:: Given entries ::
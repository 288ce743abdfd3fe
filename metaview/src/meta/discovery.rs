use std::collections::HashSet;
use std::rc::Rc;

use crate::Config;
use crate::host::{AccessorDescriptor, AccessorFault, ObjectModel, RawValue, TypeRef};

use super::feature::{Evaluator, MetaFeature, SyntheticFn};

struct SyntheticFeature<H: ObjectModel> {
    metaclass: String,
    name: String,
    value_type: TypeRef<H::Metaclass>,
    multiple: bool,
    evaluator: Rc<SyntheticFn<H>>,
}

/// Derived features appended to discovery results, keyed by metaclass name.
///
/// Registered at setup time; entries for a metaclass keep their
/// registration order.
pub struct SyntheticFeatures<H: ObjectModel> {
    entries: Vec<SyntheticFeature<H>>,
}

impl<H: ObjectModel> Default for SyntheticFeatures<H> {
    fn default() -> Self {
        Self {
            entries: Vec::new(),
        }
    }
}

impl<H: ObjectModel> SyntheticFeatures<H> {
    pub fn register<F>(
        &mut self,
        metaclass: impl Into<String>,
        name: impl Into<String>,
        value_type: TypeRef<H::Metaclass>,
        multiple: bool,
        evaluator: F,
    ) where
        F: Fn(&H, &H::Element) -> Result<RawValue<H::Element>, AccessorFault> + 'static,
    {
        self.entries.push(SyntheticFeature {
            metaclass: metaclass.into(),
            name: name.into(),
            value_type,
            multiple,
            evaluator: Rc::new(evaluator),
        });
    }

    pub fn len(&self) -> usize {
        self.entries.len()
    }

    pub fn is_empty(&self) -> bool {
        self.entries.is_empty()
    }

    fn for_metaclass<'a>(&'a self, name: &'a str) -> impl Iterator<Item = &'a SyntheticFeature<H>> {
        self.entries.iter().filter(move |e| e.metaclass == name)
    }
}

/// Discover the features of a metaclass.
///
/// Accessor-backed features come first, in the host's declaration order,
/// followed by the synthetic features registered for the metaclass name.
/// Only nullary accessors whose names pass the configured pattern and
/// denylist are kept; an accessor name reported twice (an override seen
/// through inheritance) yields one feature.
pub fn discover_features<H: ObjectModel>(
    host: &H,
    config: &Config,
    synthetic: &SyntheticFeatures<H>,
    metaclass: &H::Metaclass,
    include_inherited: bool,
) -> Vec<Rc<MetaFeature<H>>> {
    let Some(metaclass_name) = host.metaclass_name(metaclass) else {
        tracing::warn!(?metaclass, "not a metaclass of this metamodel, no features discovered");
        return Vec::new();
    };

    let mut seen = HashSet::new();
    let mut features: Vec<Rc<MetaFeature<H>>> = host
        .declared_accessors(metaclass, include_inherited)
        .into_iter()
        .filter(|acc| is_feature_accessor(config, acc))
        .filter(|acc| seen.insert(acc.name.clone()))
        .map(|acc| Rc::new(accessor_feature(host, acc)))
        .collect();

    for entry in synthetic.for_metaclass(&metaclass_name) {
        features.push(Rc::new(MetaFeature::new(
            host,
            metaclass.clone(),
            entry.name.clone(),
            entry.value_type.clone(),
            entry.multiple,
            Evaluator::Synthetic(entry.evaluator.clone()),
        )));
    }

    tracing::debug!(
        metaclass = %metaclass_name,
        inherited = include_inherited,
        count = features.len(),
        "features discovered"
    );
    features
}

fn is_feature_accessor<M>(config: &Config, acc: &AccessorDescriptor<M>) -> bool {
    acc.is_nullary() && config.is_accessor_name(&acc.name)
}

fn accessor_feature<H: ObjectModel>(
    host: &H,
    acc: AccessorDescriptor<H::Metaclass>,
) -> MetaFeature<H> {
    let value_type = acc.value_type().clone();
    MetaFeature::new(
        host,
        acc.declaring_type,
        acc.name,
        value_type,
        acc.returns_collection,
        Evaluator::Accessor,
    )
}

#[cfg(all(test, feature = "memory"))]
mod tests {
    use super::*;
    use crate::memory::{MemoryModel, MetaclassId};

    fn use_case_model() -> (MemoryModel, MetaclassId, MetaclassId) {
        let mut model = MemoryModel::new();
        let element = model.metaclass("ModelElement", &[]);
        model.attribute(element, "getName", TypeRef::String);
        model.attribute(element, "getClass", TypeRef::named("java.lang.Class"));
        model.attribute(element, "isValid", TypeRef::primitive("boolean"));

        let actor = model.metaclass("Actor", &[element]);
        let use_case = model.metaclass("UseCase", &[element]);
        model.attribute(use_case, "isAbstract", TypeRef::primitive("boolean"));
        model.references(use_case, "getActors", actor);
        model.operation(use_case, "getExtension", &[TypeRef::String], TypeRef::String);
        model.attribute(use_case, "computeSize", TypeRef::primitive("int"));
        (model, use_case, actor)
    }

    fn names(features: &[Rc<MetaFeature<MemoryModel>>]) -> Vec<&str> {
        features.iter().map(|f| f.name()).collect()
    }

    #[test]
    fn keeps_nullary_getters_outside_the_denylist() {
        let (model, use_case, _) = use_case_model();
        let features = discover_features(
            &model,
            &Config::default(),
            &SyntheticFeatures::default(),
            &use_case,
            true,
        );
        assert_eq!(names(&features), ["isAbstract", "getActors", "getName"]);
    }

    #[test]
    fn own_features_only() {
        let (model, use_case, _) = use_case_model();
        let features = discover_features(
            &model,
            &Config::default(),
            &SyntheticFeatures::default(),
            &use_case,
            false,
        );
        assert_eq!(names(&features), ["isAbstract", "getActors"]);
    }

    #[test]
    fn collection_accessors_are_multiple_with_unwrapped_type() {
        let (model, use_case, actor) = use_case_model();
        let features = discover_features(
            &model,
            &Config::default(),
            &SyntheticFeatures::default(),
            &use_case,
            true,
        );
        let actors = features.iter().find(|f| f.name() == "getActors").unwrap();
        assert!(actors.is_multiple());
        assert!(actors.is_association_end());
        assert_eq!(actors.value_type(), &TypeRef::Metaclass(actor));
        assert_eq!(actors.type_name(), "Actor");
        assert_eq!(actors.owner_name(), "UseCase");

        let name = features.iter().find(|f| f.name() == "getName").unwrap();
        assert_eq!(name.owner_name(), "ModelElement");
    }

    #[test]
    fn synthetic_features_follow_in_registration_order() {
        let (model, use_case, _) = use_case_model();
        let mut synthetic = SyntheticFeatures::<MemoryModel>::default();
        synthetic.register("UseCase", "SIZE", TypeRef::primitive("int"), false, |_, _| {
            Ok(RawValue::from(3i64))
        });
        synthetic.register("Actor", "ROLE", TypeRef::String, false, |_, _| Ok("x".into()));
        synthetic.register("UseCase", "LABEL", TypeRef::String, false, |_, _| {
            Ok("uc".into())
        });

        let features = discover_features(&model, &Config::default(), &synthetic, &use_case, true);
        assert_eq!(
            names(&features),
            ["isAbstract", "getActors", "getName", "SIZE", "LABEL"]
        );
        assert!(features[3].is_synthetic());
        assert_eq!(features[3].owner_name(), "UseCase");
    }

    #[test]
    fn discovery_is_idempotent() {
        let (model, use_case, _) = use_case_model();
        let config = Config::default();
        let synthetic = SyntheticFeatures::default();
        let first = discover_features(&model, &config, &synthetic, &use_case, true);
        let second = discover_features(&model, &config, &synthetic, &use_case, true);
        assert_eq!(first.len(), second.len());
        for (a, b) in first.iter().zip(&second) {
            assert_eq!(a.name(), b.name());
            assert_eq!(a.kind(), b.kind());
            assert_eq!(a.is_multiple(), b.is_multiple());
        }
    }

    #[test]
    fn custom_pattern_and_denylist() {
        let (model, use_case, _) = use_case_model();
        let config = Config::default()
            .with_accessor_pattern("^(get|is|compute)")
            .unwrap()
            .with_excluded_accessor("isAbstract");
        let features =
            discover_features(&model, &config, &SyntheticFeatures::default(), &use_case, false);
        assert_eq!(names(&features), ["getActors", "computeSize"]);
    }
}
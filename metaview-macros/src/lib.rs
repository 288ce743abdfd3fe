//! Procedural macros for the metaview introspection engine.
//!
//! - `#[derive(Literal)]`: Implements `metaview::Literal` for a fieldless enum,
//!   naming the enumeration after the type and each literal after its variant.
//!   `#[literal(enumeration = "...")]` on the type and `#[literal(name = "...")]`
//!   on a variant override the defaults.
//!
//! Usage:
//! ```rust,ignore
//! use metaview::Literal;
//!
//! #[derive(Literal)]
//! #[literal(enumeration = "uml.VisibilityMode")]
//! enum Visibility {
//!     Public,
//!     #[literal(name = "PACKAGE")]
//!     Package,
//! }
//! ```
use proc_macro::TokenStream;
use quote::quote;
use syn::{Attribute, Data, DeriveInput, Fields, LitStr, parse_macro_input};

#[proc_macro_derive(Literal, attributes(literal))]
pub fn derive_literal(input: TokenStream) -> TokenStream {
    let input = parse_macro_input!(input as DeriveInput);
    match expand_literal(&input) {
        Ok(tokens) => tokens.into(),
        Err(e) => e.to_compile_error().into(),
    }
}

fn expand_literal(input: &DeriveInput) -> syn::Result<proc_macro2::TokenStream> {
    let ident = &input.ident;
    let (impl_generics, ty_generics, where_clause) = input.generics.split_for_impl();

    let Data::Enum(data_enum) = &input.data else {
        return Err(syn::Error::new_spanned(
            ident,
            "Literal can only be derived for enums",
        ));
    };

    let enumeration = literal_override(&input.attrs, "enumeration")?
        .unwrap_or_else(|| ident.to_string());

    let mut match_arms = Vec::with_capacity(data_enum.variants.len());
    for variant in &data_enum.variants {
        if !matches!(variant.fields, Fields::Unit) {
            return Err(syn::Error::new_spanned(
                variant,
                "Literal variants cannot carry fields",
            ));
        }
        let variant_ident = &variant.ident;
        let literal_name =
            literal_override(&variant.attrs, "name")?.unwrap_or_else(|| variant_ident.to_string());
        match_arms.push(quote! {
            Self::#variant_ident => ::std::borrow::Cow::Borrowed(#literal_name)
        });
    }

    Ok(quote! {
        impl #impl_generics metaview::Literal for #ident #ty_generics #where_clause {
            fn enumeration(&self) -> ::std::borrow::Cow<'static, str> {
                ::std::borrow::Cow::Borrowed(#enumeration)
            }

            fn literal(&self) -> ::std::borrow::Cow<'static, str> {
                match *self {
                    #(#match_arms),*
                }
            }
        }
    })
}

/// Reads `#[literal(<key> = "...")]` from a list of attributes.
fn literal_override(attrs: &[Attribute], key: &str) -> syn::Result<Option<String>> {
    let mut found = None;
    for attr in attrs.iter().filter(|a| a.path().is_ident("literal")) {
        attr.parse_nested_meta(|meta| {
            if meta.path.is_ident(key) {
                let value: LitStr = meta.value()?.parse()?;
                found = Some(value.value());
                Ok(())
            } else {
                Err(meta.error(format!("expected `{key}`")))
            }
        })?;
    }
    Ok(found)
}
:::
:: Given entries ::
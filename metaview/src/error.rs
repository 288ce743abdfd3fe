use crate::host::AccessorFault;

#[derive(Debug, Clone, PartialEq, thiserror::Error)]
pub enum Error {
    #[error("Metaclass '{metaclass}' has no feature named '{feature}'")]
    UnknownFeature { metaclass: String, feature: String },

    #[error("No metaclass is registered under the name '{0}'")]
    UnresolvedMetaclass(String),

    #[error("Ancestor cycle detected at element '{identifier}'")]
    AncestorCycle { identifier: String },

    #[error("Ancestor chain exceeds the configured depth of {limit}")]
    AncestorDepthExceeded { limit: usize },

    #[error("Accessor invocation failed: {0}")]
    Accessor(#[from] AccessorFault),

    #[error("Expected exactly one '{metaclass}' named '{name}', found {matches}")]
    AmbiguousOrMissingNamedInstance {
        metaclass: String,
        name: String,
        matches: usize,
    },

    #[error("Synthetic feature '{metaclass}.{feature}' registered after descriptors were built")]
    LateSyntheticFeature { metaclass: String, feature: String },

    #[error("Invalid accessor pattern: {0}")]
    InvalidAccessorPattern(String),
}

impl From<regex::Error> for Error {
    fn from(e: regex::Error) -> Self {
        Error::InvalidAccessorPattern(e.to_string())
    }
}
:::
• **Task to carry out**
Using the data above, count the lines that include "filter" and write the number alone.

• **Task output**
4